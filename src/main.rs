use std::path::PathBuf;

use clap::Parser;
use payroll_organizer::organize::{self, DEFAULT_OUTPUT_FILE, OrganizeOptions};
use payroll_organizer::{PayrollError, Result};
use tracing::{error, info};
use tracing_subscriber::EnvFilter;

fn main() {
    let cli = Cli::parse();
    if let Err(error) = init_logging() {
        eprintln!("error: {error}");
        std::process::exit(1);
    }
    if let Err(error) = run(cli) {
        error!(%error, "run failed");
        std::process::exit(1);
    }
}

fn init_logging() -> Result<()> {
    let filter = EnvFilter::try_from_default_env().unwrap_or_else(|_| EnvFilter::new("info"));
    tracing_subscriber::fmt()
        .with_env_filter(filter)
        .with_target(false)
        .try_init()
        .map_err(|error| PayrollError::Logging(error.to_string()))
}

fn run(cli: Cli) -> Result<()> {
    let options = OrganizeOptions {
        input_dir: cli.input_dir,
        output: cli.output,
    };
    let report = organize::organize_directory(&options)?;
    info!(
        sheets = report.sheets_written,
        output = %options.output.display(),
        "workbook written"
    );

    if let Some(path) = &cli.report {
        organize::write_report(path, &report)?;
        info!(report = %path.display(), "run report written");
    }
    Ok(())
}

#[derive(Parser)]
#[command(
    author,
    version,
    about = "Sort fixed-width payroll files into one Excel sheet per company."
)]
struct Cli {
    /// Directory scanned for `.txt` payroll files.
    #[arg(long, default_value = ".")]
    input_dir: PathBuf,

    /// Workbook to write.
    #[arg(long, default_value = DEFAULT_OUTPUT_FILE)]
    output: PathBuf,

    /// Optional path for a JSON summary of the run.
    #[arg(long)]
    report: Option<PathBuf>,
}
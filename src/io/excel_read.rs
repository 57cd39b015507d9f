use std::path::Path;

use calamine::{DataType, Reader, Xlsx, open_workbook};

use crate::error::{PayrollError, Result};
use crate::layout::SheetTable;

/// Reads every sheet of a workbook written by
/// [`excel_write`](crate::io::excel_write) back into tables, first row as
/// the column labels. This is the path used to check a run's output.
pub fn read_tables(path: &Path) -> Result<Vec<SheetTable>> {
    let mut workbook: Xlsx<_> = open_workbook(path)?;
    let sheet_names = workbook.sheet_names().to_vec();

    let mut tables = Vec::with_capacity(sheet_names.len());
    for sheet_name in sheet_names {
        let range = workbook
            .worksheet_range(&sheet_name)
            .ok_or_else(|| PayrollError::InvalidWorkbook(format!("missing sheet '{sheet_name}'")))?
            .map_err(PayrollError::from)?;

        let mut rows = range
            .rows()
            .map(|row| row.iter().map(|cell| cell_to_string(Some(cell))).collect::<Vec<_>>());
        let columns = rows.next().ok_or_else(|| {
            PayrollError::InvalidWorkbook(format!("sheet '{sheet_name}' has no header row"))
        })?;

        tables.push(SheetTable {
            sheet_name,
            columns,
            rows: rows.collect(),
        });
    }

    Ok(tables)
}

fn cell_to_string(cell: Option<&DataType>) -> String {
    match cell {
        Some(DataType::String(value)) => value.clone(),
        Some(DataType::Float(value)) => value.to_string(),
        Some(DataType::Int(value)) => value.to_string(),
        Some(DataType::Bool(value)) => value.to_string(),
        Some(DataType::Empty) | None => String::new(),
        Some(other) => other.to_string(),
    }
}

→ WHAT IS REQUIRED: In the listing, find every line with the word "OrganizeOptions" and return it.

→ OUTPUT OF THE EXERCISE:
use payroll_organizer::organize::{self, DEFAULT_OUTPUT_FILE, OrganizeOptions};
    let options = OrganizeOptions {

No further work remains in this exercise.